Ahmad Abushakra received the B.S. degree in management information system from Philadelphia University, Philadelphia, PA, USA, in 2004, and the M.S. degree in management information system /Ebusiness from the Arab Academy for Banking and Finance Science, Amman, Jordan, in 2007. He is currently working toward the Ph.D. degree in computer science and engineering at the University of Bridgeport, Bridgeport, CT, USA. After graduating, he was with the Arab Education Forum as a Web Developer until August 2008. In September 2008, he became an Information Technology Manager for the Arab Education Forum. Since September 2010, he has been a Research/Graduate Assistant at the School of Engineering, University of Bridgeport. His research interests include smartphones, virtual reality, and mobile web application/web technologies.
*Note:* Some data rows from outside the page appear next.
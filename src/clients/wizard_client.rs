use tokio::sync::{mpsc, oneshot};
use tracing::{debug, instrument};
use crate::domain::{BookingConfirmation, CustomerField, ServiceId};
use crate::messages::{WizardRequest, WizardView};
use crate::wizard::{Stage, WizardError};

/// Handle to a running wizard actor. Cheap to clone; every method is one
/// message round trip.
#[derive(Clone)]
pub struct WizardClient {
    sender: mpsc::Sender<WizardRequest>,
}

impl WizardClient {
    pub fn new(sender: mpsc::Sender<WizardRequest>) -> Self {
        Self { sender }
    }

    /// Customer input is not recorded in the span.
    #[instrument(skip(self, value))]
    pub async fn update_customer_field(&self, field: CustomerField, value: String) -> Result<(), WizardError> {
        debug!("Sending request");
        let (respond_to, response) = oneshot::channel();
        self.sender
            .send(WizardRequest::UpdateCustomerField { field, value, respond_to })
            .await
            .map_err(|_| WizardError::Closed)?;

        response.await.map_err(|_| WizardError::Closed)?
    }
}

client_method!(WizardClient => fn advance() -> Stage as WizardRequest::Advance, Error = WizardError);
client_method!(WizardClient => fn retreat() -> Stage as WizardRequest::Retreat, Error = WizardError);
client_method!(WizardClient => fn toggle_service(service_id: ServiceId) -> bool as WizardRequest::ToggleService, Error = WizardError);
client_method!(WizardClient => fn blur_field(field: CustomerField) -> Option<String> as WizardRequest::BlurField, Error = WizardError);
client_method!(WizardClient => fn view() -> WizardView as WizardRequest::View, Error = WizardError);
client_method!(WizardClient => fn submit_booking() -> BookingConfirmation as WizardRequest::SubmitBooking, Error = WizardError);
client_method!(WizardClient => fn close() -> () as WizardRequest::Close, Error = WizardError);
Miad Faezipour (S’06–M’10) received the B.Sc. degree in electrical engineering from the University of Tehran, Tehran, Iran and the M.Sc. and Ph.D. degrees in electrical engineering from the University of Texas at Dallas, USA. She is an Assistant Professor of computer science and engineering at the University of Bridgeport (UB), Bridgeport, CT, USA, and the Director of the Digital/Biomedical Embedded Systems and Technology Lab since July 2011. Prior to joining UB, she was a Postdoctoral Research Associate with the University of Texas at Dallas collaborating with the Center for Integrated Circuits and Systems and the Quality of Life Technology laboratories. Her research interests include biomedical signal processing and behavior analysis techniques, highspeed packet processing architectures, and digital/embedded systems. Dr. Faezipour is a member of the IEEE Engineering in Medicine and Biology Society and IEEE Women in Engineering.